Come un riccio / Like a hedgehog

Come un riccio / Like a hedgehog

All’inizio ti senti nuda e vulnerabile senza quel costumino, come un riccio senza aculei. Non è facile abbandonarsi alle proprie fragilità, così pensi spesso a quell’armadietto e fantastichi su come andare a riprendere la tua tutina, ti vengono in mente le cose più improbabili da fare:

1) fingere di essere la donna delle pulizie, dopo avere imbavagliato e legato quella vera nello sgabuzzino;

2) rubare il camice ad una infermiera e lasciarle in cambio la camicia da notte di tua nonna che non metteresti nemmeno per farle piacere;

3) travestirsi da cinese ma in questo caso il rischio di quarantena dell’intera struttura sarebbe troppo elevato (concedetemi e perdonatemi l’ironia, è proporzionata alla disperazione contingente).

Per fortuna alla fine ti rendi conto che è sufficiente presentarsi in ospedale e chiedere di poter controllare fra “gli oggetti smarriti” per cercare quello che tu volutamente avevi lasciato.

Ed eccomi qui che frugo fra i vestiti per cercare il mio, quando sento una voce che mi dice:

«Anche tu hai smarrito il coraggio?»

Mi giro e vedo una ragazza sulla sedia a rotelle che si era avvicinata e mi stava parlando.

«Ciao, no sto cercando la mia tutina da…»

«Sì sì da super eroina! Anche io sai sono venuta a cercarne una poco fa, perché mi hanno detto che servono per essere più forti e coraggiose e sai ne ho trovata una bellissima, bordeaux con una bella C sul petto. Domani mi operano e spero mi porti fortuna. Io mi chiamo Costanza e tu?»

In un attimo penso che sarei perfetta nel ruolo della donna invisibile ma la vergogna che provo avrebbe comunque trovato il modo di palesarsi, tanto era grande.

«Costanza… che bel nome! Io mi chiamo Cristiana e credo di avere sbagliato armadietto. Stavo cercando qualcosa per ripararmi dal “freddo” ed ho creduto di aver lasciato qui la mia tutina impermeabile… niente di così speciale, non come quella che hai scelto tu. Sono certa che ti porterà fortuna, con me ha funzionato.»

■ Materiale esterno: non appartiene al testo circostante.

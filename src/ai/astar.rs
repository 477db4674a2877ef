use bevy::prelude::*;
use rustc_hash::{FxHashMap, FxHashSet};
use std::cmp::Ordering;
use std::collections::BinaryHeap;

use super::graph::WaypointGraph;
use super::waypoint::WaypointId;

#[derive(Copy, Clone, Debug)]
struct State {
    cost: f32,
    node: WaypointId,
}

impl PartialEq for State {
    fn eq(&self, other: &Self) -> bool {
        self.cmp(other) == Ordering::Equal
    }
}

impl Eq for State {}

impl Ord for State {
    fn cmp(&self, other: &Self) -> Ordering {
        // Reversed for a min-heap; ties broken by id for determinism.
        other
            .cost
            .total_cmp(&self.cost)
            .then_with(|| other.node.cmp(&self.node))
    }
}

impl PartialOrd for State {
    fn partial_cmp(&self, other: &Self) -> Option<Ordering> {
        Some(self.cmp(other))
    }
}

/// A* over the search levels of a [`WaypointGraph`].
///
/// Edge costs are the stored [`NavMesh`](super::NavMesh) costs (distances) and
/// the heuristic is the straight-line distance to the goal, which stays
/// admissible at every level because collections sit on their first child.
pub struct WaypointGraphAStar<'a> {
    graph: &'a WaypointGraph,
}

impl<'a> WaypointGraphAStar<'a> {
    pub fn new(graph: &'a WaypointGraph) -> Self {
        Self { graph }
    }

    /// Shortest path between two nodes of the same search level, both ends
    /// included.
    pub fn find_path(&self, from: WaypointId, to: WaypointId) -> Option<Vec<WaypointId>> {
        let level = self.shared_level(from, to)?;
        if from == to {
            return Some(vec![from]);
        }
        self.search(level, from, to, None)
    }

    /// Coarse-to-fine search through the hierarchy.
    ///
    /// Plans among the children of the lowest common collection, then refines
    /// one level at a time, each level only allowed to visit children of the
    /// nodes on the coarser path. Falls back to [`find_path`](Self::find_path)
    /// if a refinement step finds nothing or the nodes were never grouped.
    pub fn hierarchical_find_path(&self, from: WaypointId, to: WaypointId) -> Option<Vec<WaypointId>> {
        let level = self.shared_level(from, to)?;
        if from == to {
            return Some(vec![from]);
        }
        if self.graph.get_parent(from).is_none() || self.graph.get_parent(to).is_none() {
            return self.search(level, from, to, None);
        }

        // Different roots: no path at any level.
        let common = self.graph.find_common_parent(from, to)?;
        let from_chain = self.graph.node_path(from, common)?;
        let to_chain = self.graph.node_path(to, common)?;
        if from_chain.len() != to_chain.len() {
            warn!("Ancestor chains of {} and {} differ in length, searching without hierarchy.", from, to);
            return self.search(level, from, to, None);
        }

        let mut corridor: FxHashSet<WaypointId> = self.graph.collection(common)?.children().iter().copied().collect();
        let mut path = Vec::new();

        for depth in (0..from_chain.len()).rev() {
            let search_level = level + depth as u32;
            match self.search(search_level, from_chain[depth], to_chain[depth], Some(&corridor)) {
                Some(refined) => path = refined,
                None => {
                    debug!(
                        "Corridor refinement failed at level {} ({} -> {}), searching without hierarchy.",
                        search_level, from_chain[depth], to_chain[depth]
                    );
                    return self.search(level, from, to, None);
                }
            }

            if depth > 0 {
                corridor = path
                    .iter()
                    .filter_map(|&id| self.graph.collection(id))
                    .flat_map(|wc| wc.children().iter().copied())
                    .collect();
            }
        }

        Some(path)
    }

    fn shared_level(&self, from: WaypointId, to: WaypointId) -> Option<u32> {
        let (Some(from_level), Some(to_level)) = (self.graph.search_level_num(from), self.graph.search_level_num(to)) else {
            warn!("Cannot find a path between unknown waypoints {} and {}.", from, to);
            return None;
        };
        if from_level != to_level {
            warn!(
                "Cannot find a path between '{}' on level {} and '{}' on level {}.",
                self.graph.describe(from),
                from_level,
                self.graph.describe(to),
                to_level
            );
            return None;
        }
        Some(from_level)
    }

    fn search(
        &self,
        level: u32,
        start: WaypointId,
        goal: WaypointId,
        corridor: Option<&FxHashSet<WaypointId>>,
    ) -> Option<Vec<WaypointId>> {
        let nav_mesh = self.graph.nav_mesh_at_level(level)?;
        let goal_position = self.graph.position(goal)?;
        let heuristic = |id: WaypointId| {
            self.graph
                .position(id)
                .map(|p| p.distance(goal_position))
                .unwrap_or(0.0)
        };

        let mut open_set = BinaryHeap::new();
        open_set.push(State { cost: heuristic(start), node: start });

        let mut came_from: FxHashMap<WaypointId, WaypointId> = FxHashMap::default();
        let mut g_score: FxHashMap<WaypointId, f32> = FxHashMap::default();
        let mut closed: FxHashSet<WaypointId> = FxHashSet::default();
        g_score.insert(start, 0.0);

        while let Some(State { cost: _, node: current }) = open_set.pop() {
            if current == goal {
                return Some(reconstruct_path(&came_from, current));
            }
            if !closed.insert(current) {
                continue;
            }
            let Some(&current_g) = g_score.get(&current) else {
                continue;
            };

            for pair in nav_mesh.edges_from(current) {
                let next = pair.waypoint_to();
                if corridor.is_some_and(|allowed| !allowed.contains(&next)) || closed.contains(&next) {
                    continue;
                }

                let tentative_g_score = current_g + pair.cost();
                if tentative_g_score < g_score.get(&next).copied().unwrap_or(f32::INFINITY) {
                    came_from.insert(next, current);
                    g_score.insert(next, tentative_g_score);
                    open_set.push(State { cost: tentative_g_score + heuristic(next), node: next });
                }
            }
        }
        None
    }
}

fn reconstruct_path(came_from: &FxHashMap<WaypointId, WaypointId>, mut current: WaypointId) -> Vec<WaypointId> {
    let mut path = vec![current];
    while let Some(&prev) = came_from.get(&current) {
        current = prev;
        path.push(current);
    }
    path.reverse();
    path
}
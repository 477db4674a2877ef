use serde::{Deserialize, Serialize};

use crate::ai::graph::SearchLevel;
use crate::ai::nav_mesh::NavMesh;
use crate::ai::waypoint::WaypointId;

/// Counters for one `create_next_search_level` pass.
#[derive(Debug, Clone, Copy, Default, PartialEq, Eq, Serialize, Deserialize)]
pub struct LevelBuildStats {
    /// Nodes read from the level below.
    pub input_nodes: usize,
    /// Collections founded by the 4-clique pass (3 or 4 members each).
    pub four_cliques: usize,
    /// Collections founded by the 2-clique pass (2 members each).
    pub two_cliques: usize,
    /// Leftover nodes adopted by a neighbour's collection.
    pub adopted: usize,
    /// Nodes that could not be placed at all.
    pub unplaced: usize,
}

/// The collections one builder pass created, with the abstract edges among them.
#[derive(Debug, Clone, Default)]
pub struct BuilderSearchLevel {
    pub level_num: u32,
    pub collections: Vec<WaypointId>,
    pub nav_mesh: NavMesh,
    pub stats: LevelBuildStats,
}

impl BuilderSearchLevel {
    pub fn new(level_num: u32) -> Self {
        Self { level_num, ..Default::default() }
    }

    pub fn collection_count(&self) -> usize {
        self.collections.len()
    }

    /// The record pathfinding consumes for this level.
    pub fn to_search_level(&self) -> SearchLevel {
        SearchLevel {
            level_num: self.level_num,
            nodes: self.collections.clone(),
            nav_mesh: self.nav_mesh.clone(),
        }
    }
}

impl From<BuilderSearchLevel> for SearchLevel {
    fn from(level: BuilderSearchLevel) -> Self {
        SearchLevel {
            level_num: level.level_num,
            nodes: level.collections,
            nav_mesh: level.nav_mesh,
        }
    }
}
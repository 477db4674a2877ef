use bevy::prelude::*;
use rustc_hash::FxHashMap;
use serde::{Deserialize, Serialize};

use super::collection::{ChildEdge, WaypointCollection};
use super::nav_mesh::NavMesh;
use super::waypoint::{Waypoint, WaypointId, WaypointNode, WaypointType};

/// One layer of the hierarchy: its nodes and the edges among them.
///
/// Level 0 holds the concrete waypoints; level N+1 holds the collections
/// grouping level N.
#[derive(Clone, Debug, Default, Serialize, Deserialize)]
pub struct SearchLevel {
    pub level_num: u32,
    pub nodes: Vec<WaypointId>,
    pub nav_mesh: NavMesh,
}

impl SearchLevel {
    pub fn new(level_num: u32) -> Self {
        Self { level_num, nodes: Vec::new(), nav_mesh: NavMesh::new() }
    }
}

#[derive(Clone, Debug, Serialize, Deserialize)]
struct WaypointHolder {
    level: u32,
    parent: Option<WaypointId>,
    node: WaypointNode,
}

/// Hierarchical waypoint graph.
///
/// # Architecture
///
/// 1. **Ownership map:** every waypoint and collection by id, with its search
///    level and its parent collection (if assigned)
/// 2. **Search levels:** per-level node lists and [`NavMesh`]es, sorted by level
/// 3. **Abstract edges:** collections at level N+1 are linked whenever any of
///    their children are linked at level N ([`Self::create_abstract_edges_at_level`])
///
/// The graph never builds the hierarchy itself; see
/// [`WaypointGraphBuilder`](super::WaypointGraphBuilder).
#[derive(Resource, Clone, Debug, Default, Serialize, Deserialize)]
pub struct WaypointGraph {
    ownership: FxHashMap<WaypointId, WaypointHolder>,
    search_levels: Vec<SearchLevel>,
    next_id: u32,
}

Le stringo la mano per salutarla e velocemente esco dall’ospedale a mani vuote, ma con una bella lezione in tasca.

“Non si torna mai indietro e se ti senti vulnerabile, pensa che gli aculei ricresceranno ancora più forti, basta dargli tempo.”


At the beginning you feel yourself nude and vulnerable without your suite, like a hedgehog without spines. It’s not easy to indulge in your fragility, so often you think about that cabinet and you are imagining how to get back your suite. It comes to your mind the most unlikely things to do:

1) pretend you’re the housekeeper, after having muzzled and tied the real one in a closet;

2) rob the nurse’s gown and leave her your grandmother’s nightgown which you never wear;

3) dress up like a Chinese but in this case the risk of quarantine of the whole building could be too high (please allow and forgive me the humor, it’s clear I’m going mad).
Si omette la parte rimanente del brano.